Di depan rumahku selalu sibuk, riuh, ramai, tak tenang. Tetangga-tetanggaku mengaku bahwa mereka adalah aktivis, hobi menyuarakan keadilan. Ayahku juga demikian. Tapi bukan kegaduhan itu yang mengusikku, justru keheningan ibu yang menyita pandangku.
Satu tahun lalu, kami berempat: ayah, ibu, aku, dan adik laki-lakiku. Ruang keluarga kami cukup hangat sebelum angin kencang menguasainya, tepat setelah kepergian Sagara, adik laki-lakiku. Angin itu terus datang menyelimuti tubuh ringkih ibu, memeluknya erat-erat, membiusnya dalam dingin yang lekat. Aku mulai muak.
Selama satu tahun ini aku memilih peran menjadi pemerhati. Kuperhatikan tamat-tamat apa yang digaungkan ayah dan para tetanggaku, tanpa ada sedikitpun niat untuk ikut bergabung. Tapi sore ini, saat kembali melihat keheningan ibu, aku mulai menemui ayah. Kusampaikan padanya, aku akan ikut bersuara.
***
Ini tentang Sagara, adikku. Ia mati begitu saja. Kata seseorang yang kami kenal baik. Aku tak terima karena ia memilih kata mati untuk menyebut kepergian Sagara.
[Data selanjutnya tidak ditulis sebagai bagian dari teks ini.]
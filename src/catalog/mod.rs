//! # Spatial Catalog
//!
//! Validation of the identifiers that end up quoted into generated SQL.
//!
//! Two layers:
//!
//! - `identifier`: syntactic guard (`^[A-Za-z0-9_ ]+$`) and date shape check
//! - `validator`: existence checks against `geometry_columns` and
//!   `information_schema.columns`, producing [`TableName`] / [`ColumnName`]

pub mod identifier;
pub mod validator;

pub use identifier::{is_safe_identifier, validate_date, validate_identifier};
pub use validator::{
    geometry_column, list_columns, require_table, resolve_column, resolve_table, ColumnName,
    TableName,
};
use clap::Subcommand;
use serde_json::json;

use crate::cli::config::{load_config, save_config};
use crate::cli::utils::output_success;
use crate::cli::OutputFormat;

#[derive(Subcommand)]
pub enum ConfigCommands {
    #[command(about = "Show saved server URL and API key")]
    Show,

    #[command(about = "Set the default server URL")]
    SetUrl {
        #[arg(help = "Server URL, e.g. http://127.0.0.1:5000")]
        url: String,
    },

    #[command(about = "Set the default API key")]
    SetKey {
        #[arg(help = "API key sent in the configured header")]
        key: String,
    },

    #[command(about = "Set the header that carries the API key")]
    SetHeader {
        #[arg(help = "Header name, e.g. X-API-Key")]
        header: String,
    },
}

pub fn handle(cmd: ConfigCommands, output_format: OutputFormat) -> anyhow::Result<()> {
    let mut config = load_config()?;

    match cmd {
        ConfigCommands::Show => match output_format {
            OutputFormat::Json => {
                println!(
                    "{}",
                    serde_json::to_string_pretty(&json!({
                        "url": config.url,
                        "api_key": config.masked_key(),
                        "api_key_header": config.header_name(),
                        "updated_at": config.updated_at
                    }))?
                );
                Ok(())
            }
            OutputFormat::Text => {
                println!("URL: {}", config.url);
                println!("API key: {}", config.masked_key().unwrap_or_else(|| "(none)".to_string()));
                println!("Header: {}", config.header_name());
                Ok(())
            }
        },
        ConfigCommands::SetUrl { url } => {
            config.url = url.trim_end_matches('/').to_string();
            config.touch();
            save_config(&config)?;
            output_success(&output_format, &format!("Server URL set to {}", config.url), None)
        }
        ConfigCommands::SetKey { key } => {
            if key.is_empty() {
                anyhow::bail!("API key must not be empty");
            }
            config.api_key = Some(key);
            config.touch();
            save_config(&config)?;
            output_success(&output_format, "API key saved", None)
        }
        ConfigCommands::SetHeader { header } => {
            let header = header.trim();
            if reqwest::header::HeaderName::from_bytes(header.as_bytes()).is_err() {
                anyhow::bail!("'{}' is not a valid header name", header);
            }
            config.api_key_header = Some(header.to_string());
            config.touch();
            save_config(&config)?;
            output_success(&output_format, &format!("API key header set to {}", header), None)
        }
    }
}
// HTTP API Error Types
use axum::{http::StatusCode, response::IntoResponse, Json};
use serde_json::{json, Value};
use std::collections::HashMap;

use crate::auth::Denial;

/// HTTP API error with appropriate status codes and client-friendly messages
#[derive(Debug)]
pub enum ApiError {
    // 400 Bad Request
    BadRequest(String),
    ValidationError {
        message: String,
        field_errors: Option<HashMap<String, String>>,
    },
    InvalidJson(String),

    // 401 Unauthorized
    Unauthorized(String),

    // 403 Forbidden
    Forbidden(String),

    // 404 Not Found
    NotFound(String),

    // 415 Unsupported Media Type
    UnsupportedMediaType(String),

    // 500 Internal Server Error
    InternalServerError(String),
}

impl ApiError {
    /// Get HTTP status code
    pub fn status_code(&self) -> StatusCode {
        match self {
            ApiError::BadRequest(_) => StatusCode::BAD_REQUEST,
            ApiError::ValidationError { .. } => StatusCode::BAD_REQUEST,
            ApiError::InvalidJson(_) => StatusCode::BAD_REQUEST,
            ApiError::Unauthorized(_) => StatusCode::UNAUTHORIZED,
            ApiError::Forbidden(_) => StatusCode::FORBIDDEN,
            ApiError::NotFound(_) => StatusCode::NOT_FOUND,
            ApiError::UnsupportedMediaType(_) => StatusCode::UNSUPPORTED_MEDIA_TYPE,
            ApiError::InternalServerError(_) => StatusCode::INTERNAL_SERVER_ERROR,
        }
    }

    /// Get client-safe error message
    pub fn message(&self) -> &str {
        match self {
            ApiError::BadRequest(msg) => msg,
            ApiError::ValidationError { message, .. } => message,
            ApiError::InvalidJson(msg) => msg,
            ApiError::Unauthorized(msg) => msg,
            ApiError::Forbidden(msg) => msg,
            ApiError::NotFound(msg) => msg,
            ApiError::UnsupportedMediaType(msg) => msg,
            ApiError::InternalServerError(msg) => msg,
        }
    }

    /// Get error code for client handling
    pub fn error_code(&self) -> &'static str {
        match self {
            ApiError::BadRequest(_) => "BAD_REQUEST",
            ApiError::ValidationError { .. } => "VALIDATION_ERROR",
            ApiError::InvalidJson(_) => "INVALID_JSON",
            ApiError::Unauthorized(_) => "UNAUTHORIZED",
            ApiError::Forbidden(_) => "FORBIDDEN",
            ApiError::NotFound(_) => "NOT_FOUND",
            ApiError::UnsupportedMediaType(_) => "UNSUPPORTED_MEDIA_TYPE",
            ApiError::InternalServerError(_) => "INTERNAL_SERVER_ERROR",
        }
    }

    /// Convert to JSON response body
    pub fn to_json(&self) -> Value {
        let mut body = json!({
            "success": false,
            "error": true,
            "message": self.message(),
            "code": self.error_code()
        });

        if let ApiError::ValidationError { field_errors: Some(field_errors), .. } = self {
            body["field_errors"] = json!(field_errors);
        }

        body
    }
}

impl ApiError {
    pub fn bad_request(message: impl Into<String>) -> Self {
        ApiError::BadRequest(message.into())
    }

    pub fn validation_error(
        message: impl Into<String>,
        field_errors: Option<HashMap<String, String>>,
    ) -> Self {
        ApiError::ValidationError {
            message: message.into(),
            field_errors,
        }
    }

    pub fn invalid_json(message: impl Into<String>) -> Self {
        ApiError::InvalidJson(message.into())
    }

    /// Validation error listing every missing required field
    pub fn missing_fields(fields: &[&str]) -> Self {
        let field_errors = fields
            .iter()
            .map(|f| (f.to_string(), "This field is required".to_string()))
            .collect();
        Self::validation_error("Missing required fields", Some(field_errors))
    }

    pub fn unauthorized(message: impl Into<String>) -> Self {
        ApiError::Unauthorized(message.into())
    }

    pub fn forbidden(message: impl Into<String>) -> Self {
        ApiError::Forbidden(message.into())
    }

    pub fn not_found(message: impl Into<String>) -> Self {
        ApiError::NotFound(message.into())
    }

    pub fn unsupported_media_type(message: impl Into<String>) -> Self {
        ApiError::UnsupportedMediaType(message.into())
    }

    pub fn internal_server_error(message: impl Into<String>) -> Self {
        ApiError::InternalServerError(message.into())
    }
}

// Missing and unknown keys are authentication failures; a known key without
// the required capability is an authorization failure.
impl From<Denial> for ApiError {
    fn from(denial: Denial) -> Self {
        match denial {
            Denial::Unauthenticated | Denial::InvalidCredential => ApiError::unauthorized(denial.to_string()),
            Denial::InsufficientCapability => ApiError::forbidden(denial.to_string()),
        }
    }
}

impl std::fmt::Display for ApiError {
    fn fmt(&self, f: &mut std::fmt::Formatter<'_>) -> std::fmt::Result {
        write!(f, "{}", self.message())
    }
}

impl std::error::Error for ApiError {}

// Automatic HTTP response conversion for Axum
impl IntoResponse for ApiError {
    fn into_response(self) -> axum::response::Response {
        (self.status_code(), Json(self.to_json())).into_response()
    }
}

#[cfg(test)]
mod tests {
    use super::*;

    #[test]
    fn denials_map_to_401_and_403() {
        let err = ApiError::from(Denial::Unauthenticated);
        assert_eq!(err.status_code(), StatusCode::UNAUTHORIZED);
        assert_eq!(err.message(), "API key is required");

        let err = ApiError::from(Denial::InvalidCredential);
        assert_eq!(err.status_code(), StatusCode::UNAUTHORIZED);
        assert_eq!(err.message(), "Invalid API key");

        let err = ApiError::from(Denial::InsufficientCapability);
        assert_eq!(err.status_code(), StatusCode::FORBIDDEN);
        assert_eq!(err.to_json()["message"], "Insufficient permissions");
        assert_eq!(err.to_json()["code"], "FORBIDDEN");
    }

    #[test]
    fn extractor_errors_carry_their_status() {
        let err = ApiError::invalid_json("trailing comma");
        assert_eq!(err.status_code(), StatusCode::BAD_REQUEST);
        assert_eq!(err.to_json()["code"], "INVALID_JSON");

        let err = ApiError::unsupported_media_type("json only");
        assert_eq!(err.status_code(), StatusCode::UNSUPPORTED_MEDIA_TYPE);
        assert_eq!(err.to_json()["message"], "json only");
    }

    #[test]
    fn missing_fields_lists_each_field() {
        let body = ApiError::missing_fields(&["username", "email"]).to_json();
        assert_eq!(body["success"], false);
        assert_eq!(body["code"], "VALIDATION_ERROR");
        assert_eq!(body["field_errors"]["username"], "This field is required");
        assert_eq!(body["field_errors"]["email"], "This field is required");
    }
}
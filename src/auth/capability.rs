use std::collections::BTreeSet;
use std::fmt;
use std::str::FromStr;

use serde::{Deserialize, Serialize};

/// Permission tag controlling access to an operation
#[derive(Debug, Clone, Copy, PartialEq, Eq, PartialOrd, Ord, Hash, Serialize, Deserialize)]
#[serde(rename_all = "lowercase")]
pub enum Capability {
    Read,
    Write,
    Admin,
}

impl Capability {
    pub const ALL: [Capability; 3] = [Capability::Read, Capability::Write, Capability::Admin];

    pub fn as_str(&self) -> &'static str {
        match self {
            Capability::Read => "read",
            Capability::Write => "write",
            Capability::Admin => "admin",
        }
    }
}

impl fmt::Display for Capability {
    fn fmt(&self, f: &mut fmt::Formatter<'_>) -> fmt::Result {
        f.write_str(self.as_str())
    }
}

#[derive(Debug, Clone, PartialEq, Eq, thiserror::Error)]
#[error("unknown capability '{0}' (expected read, write or admin)")]
pub struct UnknownCapability(pub String);

impl FromStr for Capability {
    type Err = UnknownCapability;

    fn from_str(s: &str) -> Result<Self, Self::Err> {
        match s.trim() {
            "read" => Ok(Capability::Read),
            "write" => Ok(Capability::Write),
            "admin" => Ok(Capability::Admin),
            other => Err(UnknownCapability(other.to_string())),
        }
    }
}

/// Ordered set of capabilities.
///
/// Ordering is stable (read, write, admin) so serialized permission lists
/// always come out the same way regardless of how the set was built.
#[derive(Debug, Clone, Default, PartialEq, Eq, Serialize, Deserialize)]
#[serde(transparent)]
pub struct CapabilitySet(BTreeSet<Capability>);

impl CapabilitySet {
    pub fn empty() -> Self {
        Self::default()
    }

    pub fn is_empty(&self) -> bool {
        self.0.is_empty()
    }

    pub fn len(&self) -> usize {
        self.0.len()
    }

    pub fn contains(&self, capability: Capability) -> bool {
        self.0.contains(&capability)
    }

    /// True when the two sets share at least one capability
    pub fn intersects(&self, other: &CapabilitySet) -> bool {
        !self.0.is_disjoint(&other.0)
    }

    pub fn iter(&self) -> impl Iterator<Item = Capability> + '_ {
        self.0.iter().copied()
    }

    /// Parse a comma separated list such as `read,write`
    pub fn parse_list(list: &str) -> Result<Self, UnknownCapability> {
        list.split(',')
            .map(str::trim)
            .filter(|s| !s.is_empty())
            .map(Capability::from_str)
            .collect()
    }
}

impl From<&[Capability]> for CapabilitySet {
    fn from(caps: &[Capability]) -> Self {
        caps.iter().copied().collect()
    }
}

impl<const N: usize> From<[Capability; N]> for CapabilitySet {
    fn from(caps: [Capability; N]) -> Self {
        caps.into_iter().collect()
    }
}

impl FromIterator<Capability> for CapabilitySet {
    fn from_iter<I: IntoIterator<Item = Capability>>(iter: I) -> Self {
        Self(iter.into_iter().collect())
    }
}

impl fmt::Display for CapabilitySet {
    fn fmt(&self, f: &mut fmt::Formatter<'_>) -> fmt::Result {
        let names: Vec<&str> = self.iter().map(|c| c.as_str()).collect();
        write!(f, "{}", names.join(","))
    }
}
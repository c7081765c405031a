pub mod api_key;
pub mod response;

pub use api_key::{require_api_key, Requirement};
pub use response::{ApiResponse, ApiResult};
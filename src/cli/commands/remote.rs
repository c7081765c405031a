use anyhow::Context;
use serde_json::Value;

use crate::cli::config::{load_config, CliConfig};
use crate::cli::utils::{output_body, output_error};
use crate::cli::OutputFormat;

/// Resolve the server URL: explicit flag, then saved config
fn resolve_url(url: Option<String>) -> anyhow::Result<String> {
    let url = match url {
        Some(url) => url,
        None => load_config()?.url,
    };
    Ok(url.trim_end_matches('/').to_string())
}

/// `health`: GET /api/system/health
pub async fn health(url: Option<String>, output_format: OutputFormat) -> anyhow::Result<bool> {
    let base = resolve_url(url)?;
    let res = reqwest::Client::new()
        .get(format!("{}/api/system/health", base))
        .send()
        .await
        .with_context(|| format!("failed to reach {}", base))?;

    report(res, &output_format).await
}

/// Flags win over saved settings
fn resolve_credentials(key: Option<String>, header: Option<String>, saved: &CliConfig) -> (Option<String>, String) {
    let key = key.or_else(|| saved.api_key.clone());
    let header = header.unwrap_or_else(|| saved.header_name().to_string());
    (key, header)
}

/// `validate`: GET /api/auth/validate with the given or saved key
pub async fn validate(
    url: Option<String>,
    key: Option<String>,
    header: Option<String>,
    output_format: OutputFormat,
) -> anyhow::Result<bool> {
    let base = resolve_url(url)?;
    let (key, header) = resolve_credentials(key, header, &load_config()?);

    let mut req = reqwest::Client::new().get(format!("{}/api/auth/validate", base));
    if let Some(key) = key {
        req = req.header(header.as_str(), key);
    }
    let res = req.send().await.with_context(|| format!("failed to reach {}", base))?;

    report(res, &output_format).await
}

async fn report(res: reqwest::Response, output_format: &OutputFormat) -> anyhow::Result<bool> {
    let status = res.status();
    let body: Value = res.json().await.context("server returned a non-JSON body")?;

    if status.is_success() {
        output_body(output_format, &body)?;
        Ok(true)
    } else {
        let message = body
            .get("message")
            .and_then(Value::as_str)
            .unwrap_or("request failed");
        output_error(output_format, &format!("{} ({})", message, status), body.get("code").and_then(Value::as_str))?;
        Ok(false)
    }
}
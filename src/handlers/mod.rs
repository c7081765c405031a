// handlers/mod.rs - route handlers grouped by resource
//
// Handlers assume the API key gate already ran; the ones that need the caller
// take `Extension<Identity>`. Payloads are fixed or echoed from the request.

pub mod analytics;
pub mod auth;
pub mod extract;
pub mod files;
pub mod models;
pub mod notifications;
pub mod orders;
pub mod products;
pub mod system;
pub mod users;

use serde::Deserialize;
use serde_json::{Map, Value};

#[derive(Debug, Default, Deserialize)]
pub struct SearchQuery {
    #[serde(default)]
    pub q: String,
}

/// Overlay `body` on top of `base`; request fields win on conflict
pub(crate) fn merge_into(mut base: Value, body: Map<String, Value>) -> Value {
    if let Value::Object(ref mut map) = base {
        map.extend(body);
    }
    base
}
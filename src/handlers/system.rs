// Public home/health routes and the admin-only system info route

use axum::extract::State;
use serde_json::{json, Value};

use crate::middleware::ApiResponse;
use crate::state::AppState;

const VERSION: &str = env!("CARGO_PKG_VERSION");

/// GET / (public)
pub async fn home(State(state): State<AppState>) -> ApiResponse<Value> {
    let header = &state.config.security.api_key_header;

    let mut data = json!({
        "message": "Welcome to Comprehensive API",
        "version": VERSION,
        "authentication": format!("API Key required ({} header)", header),
        "endpoints": {
            "health": "/api/system/health (public)",
            "auth": "/api/auth/validate",
            "users": "/api/users[/:id] (read, write, admin to delete)",
            "products": "/api/products[/:id] (read, write, admin to delete)",
            "orders": "/api/orders[/:id] (read, write)",
            "analytics": "/api/analytics/* (read)",
            "files": "/api/files/* (read, write)",
            "notifications": "/api/notifications/* (read, write)",
            "system": "/api/system/info (admin)"
        }
    });

    if state.config.security.expose_sample_keys {
        let sample_keys: serde_json::Map<String, Value> = state
            .gate
            .registry()
            .entries()
            .into_iter()
            .map(|(key, identity)| {
                (
                    key.to_string(),
                    json!({ "name": identity.display_name, "permissions": identity.capabilities }),
                )
            })
            .collect();
        data["sample_keys"] = Value::Object(sample_keys);
    }

    ApiResponse::success(data)
}

/// GET /api/system/health (public)
pub async fn health(State(state): State<AppState>) -> ApiResponse<Value> {
    ApiResponse::success(json!({
        "status": "healthy",
        "timestamp": chrono::Utc::now(),
        "version": VERSION,
        "uptime": state.uptime()
    }))
}

/// GET /api/system/info (admin)
pub async fn info(State(state): State<AppState>) -> ApiResponse<Value> {
    ApiResponse::success(json!({
        "version": VERSION,
        "environment": state.config.environment.as_str(),
        "started_at": state.started_at,
        "uptime": state.uptime(),
        "registered_keys": state.gate.registry().len(),
        "cache": "none",
        "database": "none"
    }))
}
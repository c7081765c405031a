// /api/files/* - file metadata (no storage behind it)

use super::extract::{Json, Path};
use serde::Deserialize;
use serde_json::{json, Value};

use crate::middleware::ApiResponse;

const DEFAULT_SHARE_EXPIRY: &str = "2025-01-14T10:00:00Z";

#[derive(Debug, Default, Deserialize)]
pub struct ShareRequest {
    pub expires_at: Option<String>,
}

pub async fn upload() -> ApiResponse<Value> {
    ApiResponse::success(json!({
        "file_id": "FILE123456",
        "filename": "document.pdf",
        "size": 1024000,
        "url": "/files/FILE123456"
    }))
}

pub async fn get(Path(file_id): Path<String>) -> ApiResponse<Value> {
    ApiResponse::success(json!({
        "file_id": file_id,
        "filename": "document.pdf",
        "size": 1024000,
        "uploaded_at": "2025-01-07T10:00:00Z"
    }))
}

pub async fn delete(Path(file_id): Path<String>) -> ApiResponse<()> {
    tracing::info!(%file_id, "file deleted");
    ApiResponse::no_content()
}

pub async fn download(Path(file_id): Path<String>) -> ApiResponse<Value> {
    ApiResponse::success(json!({
        "download_url": format!("/downloads/{}", file_id),
        "expires_at": "2025-01-07T11:00:00Z"
    }))
}

pub async fn list() -> ApiResponse<Value> {
    ApiResponse::success(json!({
        "files": [
            { "file_id": "FILE123456", "filename": "document.pdf", "size": 1024000 },
            { "file_id": "FILE789012", "filename": "image.jpg", "size": 512000 }
        ],
        "total": 2
    }))
}

pub async fn share(Path(file_id): Path<String>, Json(body): Json<ShareRequest>) -> ApiResponse<Value> {
    ApiResponse::success(json!({
        "share_url": format!("/shared/{}", file_id),
        "expires_at": body.expires_at.unwrap_or_else(|| DEFAULT_SHARE_EXPIRY.to_string())
    }))
}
Adik laki-lakiku tak pernah berbuat aneh. Tentu aku percaya. Sampai suatu siang, seorang anak laki-laki seusianya datang ke rumah. Ia membawa tas adikku yang sudah compang-camping tak karuan. Anak laki-laki itu ketakutan saat memberikan tas saraya mengatakan, "Sagara habis, Kak. Dikeroyok." Ibuku pingsan. Ayahku marah. Aku hanya terdiam.
Sagara meninggal saat perjalanan menuju rumah sakit. Benar, ia dikeroyok. Penyebabnya? Ia mengatai salah seorang dari anggota geng yang mengeroyoknya. Ingin sekali kujewer telinga adikku itu. Begitu mudahnya ia tersulut emosi. Tapi aku tahu aku tak akan bisa melakukannya, Sagara telah tiada.
Keluargaku memang berasal dari suku yang berbeda dari mayoritas warga yang tinggal di daerah ini. Tak sering adikku, bahkan aku juga, mendapat perlakuan tidak menyenangkan dari mereka. Aku tidak sedang membela Sagara, walaupun jelas ia pasti sakit hati terus menerus dikatai teman-temannya. Tapi aku masih tidak percaya Sagara memilih untuk  membalasnya.
***
Kegaduhan di depan rumahku belum juga surut sore ini. Keheningan ibu juga tak tahu kapan akan mereda. Kuputuskan membuka pintu.